Rohnert Park company finds all-American niche

  • Sue Wilson sews the edges onto an American Flag at North Bay Industries in Rohnert Park on Tuesday, February 18, 2014. NBI supplies flags for the Veteran's Affairs department and is non-profit organization providing employment opportunities to people with disabilities.

Strips of red, white and blue fabric lay draped on tables and piled in bins, making the North Bay Industries warehouse in Rohnert Park look like the set of "The Colbert Report" on Patriot Day.

The 28 workers busily stitched the colorful cloth into American flags 3 feet wide and 5 feet long, big enough to cover the coffin at a veteran's funeral.

Every part of these flags — from the upland cotton grown in the U.S. South, to dye added in South Carolina, to the American brass grommets, to the painstaking sewing in Rohnert Park — is American.

North Bay Industries


The company churns out 83,334 flags per year that the Department of Veterans Affairs gives to the families of veterans when they pass away. The VA contract is worth $1 million, according to Robert Hutt, president and CEO.

North Bay Industries is one of a handful of companies that have benefited from a 16-year-old law requiring the Department of Veterans Affairs to purchase flags made wholly in America from American- grown and produced materials.

Until recently, the Department of Defense, which gives flags to families of soldiers killed while in uniform, was not required to source American made Stars and Stripes. Many of the memorial flags for fallen soldiers were made with cotton grown outside the U.S.

That struck a nerve with Congressman Mike Thompson, D-St. Helena, who is a veteran of the Vietnam War.
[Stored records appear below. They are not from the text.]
use nambola_protocol::{GameStatus, PendingClaim, PickNameResponse, Profile, QrCode};

use crate::messages::{AdminMsg, Effect, LoginOutcome, PollPlan};
use crate::poller::Freshness;

pub const INVALID_PASSWORD: &str = "Invalid password";
pub const LOGIN_FAILED: &str = "Login failed";
pub const PICK_FAILED: &str = "Pick failed";
pub const VERIFICATION_FAILED: &str = "Verification failed";
pub const GAME_RESET: &str = "Game reset";
pub const RESET_FAILED: &str = "Reset failed";
pub const RESET_PROMPT: &str = "Reset entire game?";

/// The modal shown after a draw.
#[derive(Debug, Clone, PartialEq)]
pub struct NameReveal {
    pub pick: PickNameResponse,
    pub profile: Profile,
    pub revealed: bool,
}

impl NameReveal {
    pub fn new(pick: PickNameResponse, profile: Profile) -> Self {
        let revealed = !profile.blur;
        Self { pick, profile, revealed }
    }

    pub fn has_photo(&self) -> bool {
        self.profile.photo.is_some()
    }

    pub fn photo_blurred(&self) -> bool {
        self.has_photo() && self.profile.blur && !self.revealed
    }
}

#[derive(Debug, Clone, Default, PartialEq)]
pub struct AdminModel {
    pub authenticated: bool,
    pub password: String,
    pub logging_in: bool,

    pub status: Option<GameStatus>,
    pub claims: Vec<PendingClaim>,
    pub selected_claim: Option<PendingClaim>,
    /// A verdict is in flight; further verdicts wait for its answer.
    pub verifying: bool,

    pub qr: Option<QrCode>,
    pub show_qr: bool,

    pub reveal: Option<NameReveal>,
    pub picking: bool,
    pub confirming_reset: bool,

    status_seq: Freshness,
    claims_seq: Freshness,
}

impl AdminModel {
    pub fn init() -> (Self, Vec<Effect>) {
        (Self::default(), vec![])
    }

    pub fn update(&mut self, msg: AdminMsg) -> Vec<Effect> {
        if !self.authenticated {
            return self.update_login(msg);
        }

        match msg {
            AdminMsg::PasswordChanged(_) | AdminMsg::Login | AdminMsg::LoginFinished(_) => vec![],

            AdminMsg::QrLoaded(qr) => {
                self.qr = Some(qr);
                vec![]
            }
            AdminMsg::ToggleQr => {
                self.show_qr = !self.show_qr;
                vec![]
            }
            AdminMsg::StatusLoaded { seq, status } => {
                if self.status_seq.accept(seq) {
                    self.status = Some(status);
                }
                vec![]
            }
            AdminMsg::ClaimsLoaded { seq, claims } => {
                if self.claims_seq.accept(seq) {
                    self.claims = claims;
                }
                vec![]
            }

            AdminMsg::PickName => {
                if self.picking {
                    return vec![];
                }
                self.picking = true;
                vec![Effect::PickName]
            }
            AdminMsg::Picked { pick, profile } => {
                self.picking = false;
                self.reveal = Some(NameReveal::new(pick, profile));
                vec![]
            }
            AdminMsg::PickFailed(_) => {
                self.picking = false;
                vec![Effect::Alert(PICK_FAILED.to_string())]
            }
            AdminMsg::RevealPhoto => {
                if let Some(reveal) = &mut self.reveal {
                    reveal.revealed = true;
                }
                vec![]
            }
            AdminMsg::CloseReveal => {
                if self.reveal.take().is_some() {
                    vec![Effect::LoadStatus]
                } else {
                    vec![]
                }
            }

            AdminMsg::Review(claim_id) => {
                self.selected_claim = self.claims.iter().find(|c| c.claim_id == claim_id).cloned();
                vec![]
            }
            AdminMsg::CancelReview => {
                self.selected_claim = None;
                vec![]
            }
            AdminMsg::Verify { is_valid } => match &self.selected_claim {
                Some(claim) if !self.verifying => {
                    self.verifying = true;
                    vec![Effect::VerifyClaim { claim_id: claim.claim_id, is_valid }]
                }
                _ => vec![],
            },
            AdminMsg::Verified => {
                self.verifying = false;
                self.selected_claim = None;
                vec![Effect::LoadClaims]
            }
            AdminMsg::VerifyFailed(_) => {
                self.verifying = false;
                vec![Effect::Alert(VERIFICATION_FAILED.to_string())]
            }

            AdminMsg::ResetRequested => {
                self.confirming_reset = true;
                vec![]
            }
            AdminMsg::ResetCancelled => {
                self.confirming_reset = false;
                vec![]
            }
            AdminMsg::ResetConfirmed => {
                if !self.confirming_reset {
                    return vec![];
                }
                self.confirming_reset = false;
                vec![Effect::ResetGame]
            }
            AdminMsg::ResetFinished(Ok(())) => {
                vec![Effect::Alert(GAME_RESET.to_string()), Effect::LoadStatus]
            }
            AdminMsg::ResetFinished(Err(_)) => vec![Effect::Alert(RESET_FAILED.to_string())],
        }
    }

    /// Before authentication only the login form reacts.
    fn update_login(&mut self, msg: AdminMsg) -> Vec<Effect> {
        match msg {
            AdminMsg::PasswordChanged(password) => {
                self.password = password;
                vec![]
            }
            AdminMsg::Login => {
                if self.logging_in {
                    return vec![];
                }
                self.logging_in = true;
                vec![Effect::Login(self.password.clone())]
            }
            AdminMsg::LoginFinished(outcome) => {
                self.logging_in = false;
                match outcome {
                    LoginOutcome::Accepted => {
                        self.authenticated = true;
                        vec![Effect::LoadQr, Effect::StartPolling(PollPlan::Admin)]
                    }
                    LoginOutcome::Rejected => vec![Effect::Alert(INVALID_PASSWORD.to_string())],
                    LoginOutcome::Failed => vec![Effect::Alert(LOGIN_FAILED.to_string())],
                }
            }
            _ => vec![],
        }
    }
}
Thompson added a provision to the January budget bill requiring the Pentagon to buy flags made in America with American materials.

"It seems to me that it's a slam dunk," Thompson said Tuesday during a tour of North Bay Industries. "The DOD is buying flags made in other countries. I think that's inappropriate. As a wounded combat vet, I was appalled."

The act is symbolic but likely won't mean a huge jump in the American flag-making sector. The DOD buys about 1,000 to 2,000 flags per year, which could be worth about $100,000, Hutt said.

"We need to have these flags all come from the U.S.," Hutt said. "To think that someone can be killed in action and get a flag that is not from the U.S. doesn't make sense."